Suivant jugement du 24 mars 2011, Bradley et Wesley ont été confiés à Monsieur X... et une mesure d'A. E. M. O a été instaurée afin d'accompagner cet accueil et de médiatiser tant la relation entre adultes, qu'entre Madame Y... et ses fils, mais également pour faire en sorte que la place de Madame AGBO soit préservée. Ce jugement a été confirmé en appel le 22 septembre 2011. La mesure d'A. E. M. O a depuis été renouvelée. Madame Y... s'est vue octroyer un droit de visite et d'hébergement « dont la fréquence et la durée seront discutées entre les deux parents et le mineur, étant précisé toutefois qu'un temps durant chaque périodes de vacances scolaires est préconisé » (jugement du Juge des enfants du 7 novembre 2012).
Déroulement de la mesure :
la prise en charge des mineurs :
Il résulte du rapport d'échéance du 11 octobre 2013 que Monsieur X... héberge ses enfants dans de bonnes conditions.
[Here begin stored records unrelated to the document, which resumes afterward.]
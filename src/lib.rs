//! # apkalign
//!
//! A pure-Rust library for aligning ZIP entries, as required for APK files.
//!
//! Alignment inserts zero padding into the extra field of selected local file
//! headers so that each selected entry's data starts on a boundary that is a
//! multiple of a configured alignment. Stored (uncompressed) entries get the
//! general alignment, and shared libraries get page alignment so they can be
//! memory-mapped directly from the archive. Entry data is never decompressed
//! or recompressed, and the rewrite is a single streaming pass.
//!
//! ## Quick Start
//!
//! ### Aligning a File
//!
//! ```rust,no_run
//! use apkalign::{AlignOptions, Result, align_file};
//!
//! fn main() -> Result<()> {
//!     let result = align_file(
//!         "app-unaligned.apk",
//!         "app-aligned.apk",
//!         &AlignOptions::default(),
//!         false,
//!     )?;
//!     println!(
//!         "Padded {} of {} entries ({} bytes)",
//!         result.entries_padded, result.entries_total, result.padding_bytes
//!     );
//!     Ok(())
//! }
//! ```
//!
//! ### Aligning In Memory
//!
//! Any `Read + Seek` source and `Write` destination can be used:
//!
//! ```rust,no_run
//! use apkalign::{AlignOptions, ZipAligner, Result};
//! use std::io::Cursor;
//!
//! fn main() -> Result<()> {
//!     let input: Vec<u8> = std::fs::read("app.apk")?;
//!     let mut output = Vec::new();
//!
//!     let result = ZipAligner::new(Cursor::new(input))
//!         .with_options(AlignOptions::android_page())
//!         .align(&mut output)?;
//!     assert_eq!(output.len() as u64, result.output_size);
//!     Ok(())
//! }
//! ```
//!
//! ### Checking Alignment
//!
//! ```rust,no_run
//! use apkalign::{AlignOptions, ZipAligner, Result};
//!
//! fn main() -> Result<()> {
//!     let mut aligner = ZipAligner::open_path("app.apk")?;
//!     let report = aligner.check()?;
//!     for entry in report.misaligned() {
//!         println!("{} is not aligned ({:#x})", entry.name, entry.data_offset);
//!     }
//!     Ok(())
//! }
//! ```
//!
//! ## Alignment Policy
//!
//! | Entry | Alignment | Default |
//! |-------|-----------|---------|
//! | Name ends with the library suffix (`.so`) | `so_alignment`, any compression method | 16384 |
//! | Stored (method 0) | `alignment` | 4 |
//! | Anything else | none | |
//!
//! Either alignment can be disabled by setting it to 0.
//!
//! ## Progress and Logging
//!
//! The library never installs a logger. Diagnostics go through the `log`
//! facade, and every run reports [`AlignEvent`]s to an explicit
//! [`EventSink`] supplied by the caller (see [`progress`]).
//!
//! ## Error Handling
//!
//! All operations return [`Result<T>`], which is an alias for
//! `std::result::Result<T, Error>`:
//!
//! ```rust,no_run
//! use apkalign::{AlignOptions, Error, align_file};
//!
//! fn align(input: &str, output: &str) -> apkalign::Result<()> {
//!     match align_file(input, output, &AlignOptions::default(), false) {
//!         Ok(_) => Ok(()),
//!         Err(Error::OutputExists { path }) => {
//!             eprintln!("{} exists, pass force to overwrite", path.display());
//!             Ok(())
//!         }
//!         Err(e) if e.is_limit_exceeded() => {
//!             eprintln!("Archive too large for 32-bit ZIP: {}", e);
//!             Err(e)
//!         }
//!         Err(e) => Err(e),
//!     }
//! }
//! # fn main() {}
//! ```
//!
//! ## Limitations
//!
//! ZIP64 archives are rejected, as are archives whose shifted offsets no
//! longer fit in 32 bits.
//!
//! ## Minimum Supported Rust Version (MSRV)
//!
//! This crate requires **Rust 1.85** or later.

#![cfg_attr(docsrs, feature(doc_cfg))]
#![warn(missing_docs)]
#![warn(rust_2018_idioms)]
#![deny(unsafe_op_in_unsafe_fn)]

/// Default buffer size for read operations (8 KiB).
pub(crate) const READ_BUFFER_SIZE: usize = 8192;

pub mod align;
pub mod error;
pub mod format;
pub mod key;
pub mod progress;
pub mod verify;

pub use error::{Error, Result};

// Re-export alignment API at crate root for convenience
pub use align::{
    AlignOptions, AlignResult, AlignmentClass, AlignmentPatch, AlignmentRule, OffsetPatch,
    PatchPlan, ZipAligner, align_archive, align_file, align_file_with_events,
};

// Re-export progress API
pub use progress::{
    AlignEvent, ClosureEvents, CollectEvents, EventSink, LogEvents, NoEvents, events_fn,
};

// Re-export verification API
pub use verify::{AlignmentReport, CrcStatus, IntegrityReport, check_alignment, verify_integrity};

// Re-export signing key API
pub use key::{Pk8Key, SigningKey};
Lors des visites effectués par le service, il a été constaté que les enfants évoluent dans un environnement calme où le respect est de mise. Bradley et Wesley vivent au domicile avec les enfants de Monsieur et Madame X... et s'entendent bien avec ces derniers. Sur le plan scolaire, Wesley rencontre toujours des difficultés, le travail scolaire n'est pas toujours fait et les résultats sont très moyens. Un soutien scolaire a été mis en place. Monsieur s'est déclaré favorable à un redoublement de l'enfant mais Madame s'y est opposée au motif qu'un redoublement ne sert à rien car, selon elle, l'enfant n'a pas de suivi sérieux chez son père.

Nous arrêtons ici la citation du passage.